Listening Is Key to Relationship Satisfaction

If you’re like most people, chances are you’d rather have a partner who listens to what you have to say. Listening is an important ingredient to healthy relationships, and a new study highlights at least one reason why this may be the case.

The study, by researchers in Switzerland, the United States and Germany, was published this month in a paper titled The Power of Listening: Lending an Ear to the Partner During Dyadic Coping Conversations.

In the study, 365 straight couples had 8-minute conversations where one of the partners talked about a stressful experience they had. During the study, observers the rated extent to which one partner was expressing stress and the other partner was listening attentively every 10 seconds. Couples were also surveyed about their experiences in the relationship.

The central question in all this was: when one partner was expressing stress, did the other partner listen attentively?

As it turns out, couples where the listening partner was more attentive during expressions of stress fared better. These couples had higher relationship satisfaction, and they were better at coping with stress as a couple.

In other words, one reason attentive listening makes a difference in relationships may be that it makes partners better able to support each other in times of stress and to deal with stress effectively as a couple. It’s possible that part of what the researchers call “the power of listening” is in helping couples work through stress together.

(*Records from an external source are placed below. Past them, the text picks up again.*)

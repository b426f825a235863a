use crate::config::TelemetryConfig;
use std::fmt;
use tracing_subscriber::filter::ParseError;
use tracing_subscriber::EnvFilter;

#[derive(Debug)]
pub enum TelemetryError {
    EnvFilter { value: String, source: ParseError },
    Subscriber(Box<dyn std::error::Error + Send + Sync>),
}

impl fmt::Display for TelemetryError {
    fn fmt(&self, f: &mut fmt::Formatter<'_>) -> fmt::Result {
        match self {
            TelemetryError::EnvFilter { value, .. } => {
                write!(f, "invalid log filter '{value}' in APP_LOG_LEVEL")
            }
            TelemetryError::Subscriber(err) => write!(f, "subscriber already installed: {err}"),
        }
    }
}

impl std::error::Error for TelemetryError {
    fn source(&self) -> Option<&(dyn std::error::Error + 'static)> {
        match self {
            TelemetryError::EnvFilter { source, .. } => Some(source),
            TelemetryError::Subscriber(err) => Some(&**err),
        }
    }
}

/// `RUST_LOG` wins over the configured level when present.
pub fn env_filter(config: &TelemetryConfig) -> Result<EnvFilter, TelemetryError> {
    if let Ok(filter) = EnvFilter::try_from_default_env() {
        return Ok(filter);
    }

    EnvFilter::try_new(&config.log_level).map_err(|source| TelemetryError::EnvFilter {
        value: config.log_level.clone(),
        source,
    })
}

pub fn init(config: &TelemetryConfig) -> Result<(), TelemetryError> {
    let filter = env_filter(config)?;

    tracing_subscriber::fmt()
        .with_env_filter(filter)
        .with_target(false)
        .compact()
        .with_ansi(config.ansi)
        .try_init()
        .map_err(TelemetryError::Subscriber)
}
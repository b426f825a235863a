use super::common::*;
use chrono::Duration;

use crate::lending::affordability::AffordabilityCheck;
use crate::lending::domain::{monthly_installment, CustomerId, LoanRequest};
use crate::lending::eligibility::{check_eligibility, RateTier};
use crate::lending::LendingError;

fn request(customer_id: CustomerId) -> LoanRequest {
    LoanRequest {
        customer_id,
        loan_amount: 120_000.0,
        interest_rate: 8.0,
        tenure: 12,
    }
}

#[test]
fn tiers_cover_every_score_with_exclusive_upper_bounds() {
    assert_eq!(RateTier::for_score(100), RateTier::Prime);
    assert_eq!(RateTier::for_score(51), RateTier::Prime);
    assert_eq!(RateTier::for_score(50), RateTier::NearPrime);
    assert_eq!(RateTier::for_score(31), RateTier::NearPrime);
    assert_eq!(RateTier::for_score(30), RateTier::Subprime);
    assert_eq!(RateTier::for_score(11), RateTier::Subprime);
    assert_eq!(RateTier::for_score(10), RateTier::Declined);
    assert_eq!(RateTier::for_score(0), RateTier::Declined);
}

#[test]
fn tiers_raise_rates_to_their_floor_only() {
    let policy = policy();

    assert_eq!(RateTier::Prime.corrected_rate(8.0, &policy), Some(8.0));
    assert_eq!(RateTier::NearPrime.corrected_rate(8.0, &policy), Some(12.0));
    assert_eq!(RateTier::NearPrime.corrected_rate(14.5, &policy), Some(14.5));
    assert_eq!(RateTier::Subprime.corrected_rate(8.0, &policy), Some(16.0));
    assert_eq!(RateTier::Subprime.corrected_rate(18.0, &policy), Some(18.0));
    assert_eq!(RateTier::Declined.corrected_rate(8.0, &policy), None);
}

#[test]
fn score_forty_prices_at_twelve_percent() {
    let rate = RateTier::for_score(40)
        .corrected_rate(8.0, &policy())
        .expect("near prime approves");

    assert_eq!(rate, 12.0);
    assert!((monthly_installment(120_000.0, rate, 12) - 11_200.0).abs() < 1e-6);
}

#[test]
fn affordability_allows_reaching_the_ceiling_exactly() {
    let check = AffordabilityCheck::default();

    assert!(check.fits_budget(4_000.0, 6_000.0, 20_000));
    assert!(!check.fits_budget(4_000.0, 6_000.01, 20_000));
}

#[test]
fn prime_customer_keeps_requested_rate() {
    let store = MemoryStore::default();
    let customer = store.customer(50_000, 1_800_000);
    store.closed_loans(customer, 6, 3);

    let decision =
        check_eligibility(&store, &policy(), &request(customer), today()).expect("decision");

    assert!(decision.approval);
    assert_eq!(decision.interest_rate, 8.0);
    assert_eq!(decision.corrected_interest_rate, Some(8.0));
    assert_eq!(decision.monthly_installment, Some(10_800.0));
    assert_eq!(decision.tenure, 12);
}

#[test]
fn score_of_fifty_lands_in_near_prime_tier() {
    let store = MemoryStore::default();
    let customer = store.customer(50_000, 1_800_000);

    let decision =
        check_eligibility(&store, &policy(), &request(customer), today()).expect("decision");

    assert!(decision.approval);
    assert_eq!(decision.corrected_interest_rate, Some(12.0));
    assert_eq!(decision.monthly_installment, Some(11_200.0));
}

#[test]
fn over_limit_customer_with_bonuses_gets_subprime_pricing() {
    let store = MemoryStore::default();
    let customer = store.customer(1_000_000, 100_000);
    store.closed_loans(customer, 5, 12);
    store.loan(customer, 150_000.0, 1_000.0, 0, today() + Duration::days(120));

    let decision =
        check_eligibility(&store, &policy(), &request(customer), today()).expect("decision");

    assert!(decision.approval);
    assert_eq!(decision.corrected_interest_rate, Some(16.0));
    assert_eq!(decision.monthly_installment, Some(11_600.0));
}

#[test]
fn low_score_is_declined_and_terms_are_masked() {
    let store = MemoryStore::default();
    let customer = store.customer(1_000_000, 100_000);
    store.closed_loans(customer, 5, 1);
    store.loan(customer, 150_000.0, 1_000.0, 0, today() + Duration::days(120));

    let decision =
        check_eligibility(&store, &policy(), &request(customer), today()).expect("decision");

    assert!(!decision.approval, "score of 10 must not approve");
    assert_eq!(decision.interest_rate, 8.0);
    assert_eq!(decision.corrected_interest_rate, None);
    assert_eq!(decision.monthly_installment, None);
}

#[test]
fn existing_obligations_can_flip_an_approved_tier() {
    let store = MemoryStore::default();
    let customer = store.customer(50_000, 1_800_000);
    store.loan(customer, 200_000.0, 20_000.0, 0, today() + Duration::days(300));

    let decision =
        check_eligibility(&store, &policy(), &request(customer), today()).expect("decision");

    assert!(!decision.approval, "20000 + 11200 exceeds 25000");
    assert_eq!(decision.corrected_interest_rate, None);
    assert_eq!(decision.monthly_installment, None);
}

#[test]
fn zero_tenure_is_rejected_before_dividing() {
    let store = MemoryStore::default();
    let customer = store.customer(50_000, 1_800_000);
    let mut request = request(customer);
    request.tenure = 0;

    match check_eligibility(&store, &policy(), &request, today()) {
        Err(LendingError::InvalidInput(message)) => assert!(message.contains("tenure")),
        other => panic!("expected invalid input, got {other:?}"),
    }
}

#[test]
fn tenure_past_the_calendar_is_rejected() {
    let store = MemoryStore::default();
    let customer = store.customer(50_000, 1_800_000);
    let mut request = request(customer);
    request.tenure = i32::MAX;

    match check_eligibility(&store, &policy(), &request, today()) {
        Err(LendingError::InvalidInput(message)) => assert!(message.contains("calendar")),
        other => panic!("expected invalid input, got {other:?}"),
    }
}

#[test]
fn unknown_customer_is_not_found() {
    let store = MemoryStore::default();

    match check_eligibility(&store, &policy(), &request(CustomerId(77)), today()) {
        Err(LendingError::CustomerNotFound(CustomerId(77))) => {}
        other => panic!("expected not found, got {other:?}"),
    }
}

This is good news for couples who are already excellent listeners. Perhaps more importantly, though, it’s good news for couples who have room for improvement in this area because it suggests that practicing the ability to listen to one another during times of stress may be a concrete way of raising relationship satisfaction. This prospect led the authors of the paper to conclude that active listening in specific contexts like when one partner is expressing stress could become an “intervention target in couple therapy and in relationship education programs.”